Try it: Each line of the material below that holds the word "transferred" needs to be copied.

******

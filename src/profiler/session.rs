//! Per-session recording state and the region enter/exit hot path.
//!
//! The hot path is split in two: all metadata capture happens lock-free on
//! the entering/exiting thread, and the only serialized portion is the O(1)
//! append of the finished record under the buffer mutex.

use crate::profiler::collector::{
    Activity, CpuTraceBuffer, TraceCollector, TAG_CPU_REGION,
};
use crate::profiler::correlation::{next_correlation_id, CorrelationId};
use crate::profiler::error::{ProfilerError, Result};
use crate::profiler::legacy::{LegacyEvent, ThreadEventLists};
use crate::profiler::record::{
    compute_flops, current_thread_id, wall_time_us, EventRecord,
};
use crate::profiler::region::{RecordScope, Region};
use std::sync::{Arc, Mutex};

/// Recognized session configuration options.
#[derive(Debug, Clone, Copy, Default)]
pub struct SessionConfig {
    pub collect_cpu_activities: bool,
    pub collect_accelerator_activities: bool,
    pub report_input_shapes: bool,
    pub record_call_stack: bool,
    pub compute_flops_estimate: bool,
    pub record_memory_usage: bool,
}

/// Everything captured at region entry, carried to the (possibly different)
/// exiting thread.
struct ActiveRegion {
    session: Arc<SessionState>,
    correlation_id: CorrelationId,
    start_us: u64,
    start_thread_id: u64,
    sequence_number: i64,
    forward_thread_id: u64,
    scope: RecordScope,
    is_async: bool,
    shapes: Option<Vec<Vec<i64>>>,
    dtypes: Option<Vec<String>>,
    stack: Option<Vec<String>>,
}

/// Opaque per-region context returned by [`SessionState::begin_region`].
///
/// The no-op sentinel allocates nothing; it is returned whenever no session
/// is armed or CPU activities were not requested, and makes the matching
/// exit a cheap early return.
pub struct RegionContext(Option<Box<ActiveRegion>>);

impl RegionContext {
    pub fn noop() -> Self {
        RegionContext(None)
    }

    pub fn is_noop(&self) -> bool {
        self.0.is_none()
    }

    /// Correlation id issued at entry, `UNSET` for the no-op sentinel.
    pub fn correlation_id(&self) -> CorrelationId {
        self.0
            .as_ref()
            .map(|a| a.correlation_id)
            .unwrap_or(CorrelationId::UNSET)
    }
}

/// The two append-only buffers grown in lockstep on every completed region.
pub struct SessionBuffers {
    pub records: Vec<EventRecord>,
    pub trace: CpuTraceBuffer,
}

/// State owned by one enable-to-disable tracing interval.
pub struct SessionState {
    config: SessionConfig,
    collector: Arc<dyn TraceCollector>,
    /// `None` after ownership was transferred to the collector; appends
    /// arriving after that point are dropped silently.
    buffers: Mutex<Option<SessionBuffers>>,
    legacy: Mutex<ThreadEventLists>,
}

impl SessionState {
    pub fn new(config: SessionConfig, collector: Arc<dyn TraceCollector>) -> Self {
        let trace = CpuTraceBuffer::new("optrace session", wall_time_us());
        Self {
            config,
            collector,
            buffers: Mutex::new(Some(SessionBuffers {
                records: Vec::new(),
                trace,
            })),
            legacy: Mutex::new(ThreadEventLists::default()),
        }
    }

    pub fn config(&self) -> &SessionConfig {
        &self.config
    }

    pub fn collector(&self) -> &Arc<dyn TraceCollector> {
        &self.collector
    }

    /// Region entry: issue a correlation id, push it for backend
    /// sub-events, and capture start metadata. Entirely lock-free.
    pub fn begin_region(self: &Arc<Self>, region: &Region) -> RegionContext {
        if !self.config.collect_cpu_activities {
            return RegionContext::noop();
        }

        let correlation_id = next_correlation_id();
        self.collector.push_correlation(correlation_id);

        let (shapes, dtypes) = if self.config.report_input_shapes {
            (
                Some(region.input_shapes().to_vec()),
                Some(region.input_dtypes().to_vec()),
            )
        } else {
            (None, None)
        };

        // Backward regions attribute their stack to the paired forward
        // region, so skip capture for them entirely.
        let stack = if self.config.record_call_stack
            && region.scope() != RecordScope::BackwardFunction
        {
            Some(region.stack().to_vec())
        } else {
            None
        };

        RegionContext(Some(Box::new(ActiveRegion {
            session: self.clone(),
            correlation_id,
            start_us: wall_time_us(),
            start_thread_id: current_thread_id(),
            sequence_number: region.sequence_number(),
            forward_thread_id: region.forward_thread_id(),
            scope: region.scope(),
            is_async: region.is_async(),
            shapes,
            dtypes,
            stack,
        })))
    }

    /// Region exit: may run on a different thread than the entry. Appends
    /// the finished record under the buffer lock and pops the correlation
    /// stack. A no-op context returns immediately.
    pub fn end_region(region: &Region, ctx: RegionContext) {
        let Some(active) = ctx.0 else {
            return;
        };
        let session = active.session.clone();

        let end_us = wall_time_us();
        let end_thread_id = current_thread_id();

        let flops = if session.config.compute_flops_estimate {
            active
                .shapes
                .as_deref()
                .or(Some(region.input_shapes()))
                .and_then(|shapes| compute_flops(region.name(), shapes))
        } else {
            None
        };

        let record = EventRecord {
            name: region.name().to_string(),
            start_us: active.start_us,
            end_us,
            correlation_id: active.correlation_id,
            start_thread_id: active.start_thread_id,
            end_thread_id,
            sequence_number: active.sequence_number,
            forward_thread_id: active.forward_thread_id,
            scope: active.scope,
            is_async: active.is_async,
            shapes: active.shapes,
            dtypes: active.dtypes,
            stack: active.stack,
            flops,
        };

        let activity = Activity {
            name: record.name.clone(),
            device_index: 0,
            resource_id: end_thread_id as i64,
            start_us: record.start_us,
            duration_us: record.duration_us(),
            type_tag: TAG_CPU_REGION,
            correlation_id: record.correlation_id,
            linked_correlation_id: CorrelationId::UNSET,
            metadata: Vec::new(),
        };

        {
            let mut buffers = session.buffers.lock().unwrap();
            if let Some(buffers) = buffers.as_mut() {
                buffers.records.push(record);
                buffers.trace.activities.push(activity);
            }
            // Buffers already transferred: the session is draining and this
            // partial region is dropped, never emitted.
        }

        session.collector.pop_correlation();
    }

    /// Record a synthetic marker (e.g. `__start_profile`) into the legacy
    /// per-thread lists.
    pub fn mark(&self, name: &str) {
        self.legacy.lock().unwrap().record(LegacyEvent::mark(
            name,
            current_thread_id(),
            wall_time_us(),
        ));
    }

    /// Record a memory allocation event when the session asked for them.
    /// Negative sizes represent frees.
    pub fn record_memory_alloc(
        &self,
        alloc_bytes: i64,
        device: crate::profiler::collector::DeviceType,
    ) {
        if !self.config.record_memory_usage {
            return;
        }
        self.legacy.lock().unwrap().record(LegacyEvent::memory_alloc(
            current_thread_id(),
            wall_time_us(),
            alloc_bytes,
            device,
        ));
    }

    /// Stamp the CPU buffer's end timestamp at drain time.
    pub fn stamp_end(&self, end_us: u64) {
        if let Some(buffers) = self.buffers.lock().unwrap().as_mut() {
            buffers.trace.span_end_us = end_us;
        }
    }

    /// Take exclusive ownership of the buffers for the handoff to the
    /// collector. After this the session performs no further buffer
    /// mutation.
    pub fn take_buffers(&self) -> Result<SessionBuffers> {
        self.buffers
            .lock()
            .unwrap()
            .take()
            .ok_or_else(|| ProfilerError::State("session buffers already transferred".into()))
    }

    pub fn take_legacy(&self) -> ThreadEventLists {
        std::mem::take(&mut self.legacy.lock().unwrap())
    }

    /// Number of completed records currently buffered.
    pub fn record_count(&self) -> usize {
        self.buffers
            .lock()
            .unwrap()
            .as_ref()
            .map(|b| b.records.len())
            .unwrap_or(0)
    }
}
//! Completed-region records and the clock/thread-id helpers that stamp them.

use crate::profiler::correlation::CorrelationId;
use crate::profiler::region::RecordScope;
use serde::Serialize;
use std::time::{SystemTime, UNIX_EPOCH};

/// Microsecond-resolution wall-clock timestamp.
pub fn wall_time_us() -> u64 {
    SystemTime::now()
        .duration_since(UNIX_EPOCH)
        .map(|d| d.as_micros() as u64)
        .unwrap_or(0)
}

/// OS thread id of the calling thread, cached per thread.
///
/// Getting the linux tid is a syscall, so cache it. Caching tids is not
/// advisable in the general case (fork, clone), but this is only for
/// profiling purposes.
#[cfg(target_os = "linux")]
pub fn current_thread_id() -> u64 {
    use std::cell::Cell;

    thread_local! {
        // 0 means not yet resolved.
        static CACHED_TID: Cell<u64> = const { Cell::new(0) };
    }

    CACHED_TID.with(|cell| {
        let cached = cell.get();
        if cached != 0 {
            return cached;
        }
        // SAFETY: SYS_gettid takes no arguments and always succeeds; unsafe
        // is required because syscall() is a raw FFI function.
        let tid = unsafe { libc::syscall(libc::SYS_gettid) } as u64;
        cell.set(tid);
        tid
    })
}

#[cfg(not(target_os = "linux"))]
pub fn current_thread_id() -> u64 {
    use std::cell::Cell;
    use std::sync::atomic::{AtomicU64, Ordering};

    static NEXT: AtomicU64 = AtomicU64::new(1);
    thread_local! {
        static CACHED_TID: Cell<u64> = const { Cell::new(0) };
    }

    CACHED_TID.with(|cell| {
        let cached = cell.get();
        if cached != 0 {
            return cached;
        }
        let tid = NEXT.fetch_add(1, Ordering::Relaxed);
        cell.set(tid);
        tid
    })
}

/// One completed instrumented region: timing plus whatever metadata the
/// session configuration asked for. A single concrete struct with explicit
/// present/absent markers per optional field — no dispatch on the hot path.
#[derive(Debug, Clone, Serialize)]
pub struct EventRecord {
    pub name: String,
    pub start_us: u64,
    pub end_us: u64,
    pub correlation_id: CorrelationId,
    pub start_thread_id: u64,
    /// May differ from `start_thread_id` for async regions.
    pub end_thread_id: u64,
    /// -1 means "not part of a forward/backward pairing".
    pub sequence_number: i64,
    /// Thread that owned the paired forward region; meaningful only when
    /// `sequence_number >= 0`.
    pub forward_thread_id: u64,
    pub scope: RecordScope,
    pub is_async: bool,
    pub shapes: Option<Vec<Vec<i64>>>,
    pub dtypes: Option<Vec<String>>,
    pub stack: Option<Vec<String>>,
    pub flops: Option<u64>,
}

impl EventRecord {
    pub fn duration_us(&self) -> u64 {
        self.end_us.saturating_sub(self.start_us)
    }

    pub fn has_shapes(&self) -> bool {
        self.shapes.as_ref().is_some_and(|s| !s.is_empty())
    }

    pub fn has_dtypes(&self) -> bool {
        self.dtypes.as_ref().is_some_and(|d| !d.is_empty())
    }

    pub fn has_stack(&self) -> bool {
        self.stack.as_ref().is_some_and(|s| !s.is_empty())
    }
}

/// Estimate floating-point operations from the region name and input shapes.
/// Returns `None` for ops without a known cost model.
pub fn compute_flops(name: &str, shapes: &[Vec<i64>]) -> Option<u64> {
    let base = name.rsplit("::").next().unwrap_or(name);
    match base {
        "mm" | "matmul" | "addmm" => {
            // [m, k] x [k, n] -> 2 * m * k * n
            let a = shapes.first()?;
            let b = shapes.get(1)?;
            if a.len() != 2 || b.len() != 2 || a[1] != b[0] {
                return None;
            }
            Some(2 * (a[0] as u64) * (a[1] as u64) * (b[1] as u64))
        }
        "bmm" => {
            // [b, m, k] x [b, k, n] -> b * 2 * m * k * n
            let a = shapes.first()?;
            let b = shapes.get(1)?;
            if a.len() != 3 || b.len() != 3 || a[0] != b[0] || a[2] != b[1] {
                return None;
            }
            Some(2 * (a[0] as u64) * (a[1] as u64) * (a[2] as u64) * (b[2] as u64))
        }
        "add" | "sub" | "mul" | "div" => {
            // One op per output element.
            let a = shapes.first()?;
            Some(a.iter().map(|&d| d.max(0) as u64).product())
        }
        _ => None,
    }
}
//! Instrumented region descriptions.
//!
//! A [`Region`] is what the instrumentation site hands to the enter/exit
//! hooks: the name of the span plus whatever metadata the call site can
//! provide cheaply. The engine decides at enter time which of it to keep,
//! driven by the session configuration.

#[repr(u8)]
#[derive(Debug, Clone, Copy, PartialEq, Eq, serde::Serialize)]
pub enum RecordScope {
    Function = 0,
    BackwardFunction = 1,
    UserScope = 2,
}

/// Sentinel for "not part of a forward/backward pairing".
pub const NO_SEQUENCE_NUMBER: i64 = -1;

/// A caller-delimited span of execution marked for instrumentation.
#[derive(Debug, Clone)]
pub struct Region {
    name: String,
    scope: RecordScope,
    is_async: bool,
    sequence_number: i64,
    forward_thread_id: u64,
    input_shapes: Vec<Vec<i64>>,
    input_dtypes: Vec<String>,
    stack: Vec<String>,
}

impl Region {
    pub fn new(name: impl Into<String>) -> Self {
        Self {
            name: name.into(),
            scope: RecordScope::Function,
            is_async: false,
            sequence_number: NO_SEQUENCE_NUMBER,
            forward_thread_id: 0,
            input_shapes: Vec::new(),
            input_dtypes: Vec::new(),
            stack: Vec::new(),
        }
    }

    pub fn with_scope(mut self, scope: RecordScope) -> Self {
        self.scope = scope;
        self
    }

    /// Mark the region as potentially completing out of order relative to
    /// its caller (exit may happen on a different thread).
    pub fn with_async(mut self, is_async: bool) -> Self {
        self.is_async = is_async;
        self
    }

    /// Forward-pass pairing: sequence number plus the thread that owned the
    /// paired forward region.
    pub fn with_sequence(mut self, sequence_number: i64, forward_thread_id: u64) -> Self {
        self.sequence_number = sequence_number;
        self.forward_thread_id = forward_thread_id;
        self
    }

    pub fn with_input_shapes(mut self, shapes: Vec<Vec<i64>>) -> Self {
        self.input_shapes = shapes;
        self
    }

    pub fn with_input_dtypes(mut self, dtypes: Vec<String>) -> Self {
        self.input_dtypes = dtypes;
        self
    }

    /// Call-stack frames captured by the instrumentation site. The engine
    /// copies them only when the session asked for stacks.
    pub fn with_stack(mut self, frames: Vec<String>) -> Self {
        self.stack = frames;
        self
    }

    pub fn name(&self) -> &str {
        &self.name
    }

    pub fn scope(&self) -> RecordScope {
        self.scope
    }

    pub fn is_async(&self) -> bool {
        self.is_async
    }

    pub fn sequence_number(&self) -> i64 {
        self.sequence_number
    }

    pub fn forward_thread_id(&self) -> u64 {
        self.forward_thread_id
    }

    pub fn input_shapes(&self) -> &[Vec<i64>] {
        &self.input_shapes
    }

    pub fn input_dtypes(&self) -> &[String] {
        &self.input_dtypes
    }

    pub fn stack(&self) -> &[String] {
        &self.stack
    }
}

#[cfg(test)]
mod tests {
    use super::*;

    #[test]
    fn test_region_defaults() {
        let region = Region::new("aten::add");
        assert_eq!(region.name(), "aten::add");
        assert_eq!(region.scope(), RecordScope::Function);
        assert!(!region.is_async());
        assert_eq!(region.sequence_number(), NO_SEQUENCE_NUMBER);
        assert!(region.input_shapes().is_empty());
    }

    #[test]
    fn test_region_builder() {
        let region = Region::new("aten::mm")
            .with_scope(RecordScope::BackwardFunction)
            .with_async(true)
            .with_sequence(7, 42)
            .with_input_shapes(vec![vec![2, 3], vec![3, 4]])
            .with_input_dtypes(vec!["float".into(), "float".into()]);
        assert_eq!(region.scope(), RecordScope::BackwardFunction);
        assert!(region.is_async());
        assert_eq!(region.sequence_number(), 7);
        assert_eq!(region.forward_thread_id(), 42);
        assert_eq!(region.input_shapes().len(), 2);
        assert_eq!(region.input_dtypes().len(), 2);
    }
}
//! Session lifecycle state machine: Idle → Armed → Draining → Idle.
//!
//! Two pieces of shared state, deliberately separate: a transition mutex
//! that serializes enable/disable, and a lock-free current-session slot
//! read by the region-enter hot path. Draining is transient and never
//! observable outside `disable()`.

use crate::profiler::collector::{ActivityKind, ActivityKindSet, TraceCollector};
use crate::profiler::consolidate::{merge, render_deferred_metadata};
use crate::profiler::error::{ProfilerError, Result};
use crate::profiler::hooks::{self, HookHandle};
use crate::profiler::record::wall_time_us;
use crate::profiler::result::ConsolidatedResult;
use crate::profiler::session::{SessionConfig, SessionState};
use arc_swap::ArcSwapOption;
use std::sync::{Arc, Mutex};
use tracing::{debug, warn};

enum LifecycleState {
    Idle,
    Armed {
        session: Arc<SessionState>,
        hook: Option<HookHandle>,
    },
}

static STATE: Mutex<LifecycleState> = Mutex::new(LifecycleState::Idle);

/// Hot-path view of the armed session. Set only by enable()/disable() under
/// the transition mutex; read lock-free by every region entry.
static CURRENT: ArcSwapOption<SessionState> = ArcSwapOption::const_empty();

/// The session currently armed, if any.
pub fn current_session() -> Option<Arc<SessionState>> {
    CURRENT.load_full()
}

pub fn is_armed() -> bool {
    CURRENT.load().is_some()
}

/// Arm a new tracing session.
///
/// Fails with `Configuration` before any mutation if a session is already
/// armed or `kinds` is empty. Collector failures surface as
/// `BackendUnavailable` and leave the lifecycle Idle, never partially
/// armed. The `collect_cpu_activities` / `collect_accelerator_activities`
/// flags of `config` are derived from `kinds`.
pub fn enable(
    config: SessionConfig,
    kinds: &ActivityKindSet,
    collector: Arc<dyn TraceCollector>,
) -> Result<()> {
    let mut state = STATE.lock().unwrap();
    if matches!(*state, LifecycleState::Armed { .. }) {
        return Err(ProfilerError::Configuration(
            "a tracing session is already armed".into(),
        ));
    }
    if kinds.is_empty() {
        return Err(ProfilerError::Configuration(
            "no activity kinds selected".into(),
        ));
    }

    let mut config = config;
    config.collect_cpu_activities = kinds.contains(&ActivityKind::Cpu);
    config.collect_accelerator_activities = kinds.contains(&ActivityKind::Accelerator);

    collector.prepare(kinds)?;

    let session = Arc::new(SessionState::new(config, collector.clone()));
    CURRENT.store(Some(session.clone()));

    let hook = if config.collect_cpu_activities {
        Some(hooks::install(
            Box::new(|region| match current_session() {
                Some(session) => session.begin_region(region),
                None => crate::profiler::session::RegionContext::noop(),
            }),
            Box::new(|region, ctx| SessionState::end_region(region, ctx)),
            config.report_input_shapes,
        ))
    } else {
        None
    };

    if let Err(err) = collector.start() {
        warn!(error = %err, "backend collector failed to start, rolling back");
        if let Some(handle) = hook {
            hooks::remove(handle);
        }
        CURRENT.store(None);
        return Err(err);
    }

    session.mark("__start_profile");
    debug!(
        cpu = config.collect_cpu_activities,
        accelerator = config.collect_accelerator_activities,
        "tracing session armed"
    );
    *state = LifecycleState::Armed { session, hook };
    Ok(())
}

/// Drain and finalize the armed session, returning the consolidated trace.
///
/// Fails with `State` when no session is armed; concurrent callers race to
/// at most one success. After the hook is removed, regions already entered
/// may still finish and append, but no new region is recorded.
pub fn disable() -> Result<ConsolidatedResult> {
    let mut state = STATE.lock().unwrap();
    let (session, hook) = match std::mem::replace(&mut *state, LifecycleState::Idle) {
        LifecycleState::Armed { session, hook } => (session, hook),
        LifecycleState::Idle => {
            return Err(ProfilerError::State("no active tracing session".into()))
        }
    };

    // Draining: stop accepting new regions first.
    if let Some(handle) = hook {
        hooks::remove(handle);
    }
    CURRENT.store(None);

    session.mark("__stop_profile");
    session.stamp_end(wall_time_us());

    let mut buffers = session.take_buffers()?;
    render_deferred_metadata(&buffers.records, &mut buffers.trace.activities)?;

    let collector = session.collector().clone();
    collector.transfer_buffer(buffers.trace);
    let raw = collector.stop()?;

    let events = merge(buffers.records, raw.activities.clone())?;
    let legacy = session.take_legacy().consolidate();

    debug!(events = events.len(), "tracing session finalized");
    Ok(ConsolidatedResult::new(events, legacy, raw))
}

/// Attach a session-wide key/value annotation to the backend trace.
pub fn add_metadata(key: &str, value: &str) -> Result<()> {
    let state = STATE.lock().unwrap();
    match &*state {
        LifecycleState::Armed { session, .. } => {
            session.collector().add_metadata(key, value);
            Ok(())
        }
        LifecycleState::Idle => Err(ProfilerError::State(
            "no active tracing session".into(),
        )),
    }
}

******

Exercise solution:
    /// `None` after ownership was transferred to the collector; appends
            // Buffers already transferred: the session is draining and this
            .ok_or_else(|| ProfilerError::State("session buffers already transferred".into()))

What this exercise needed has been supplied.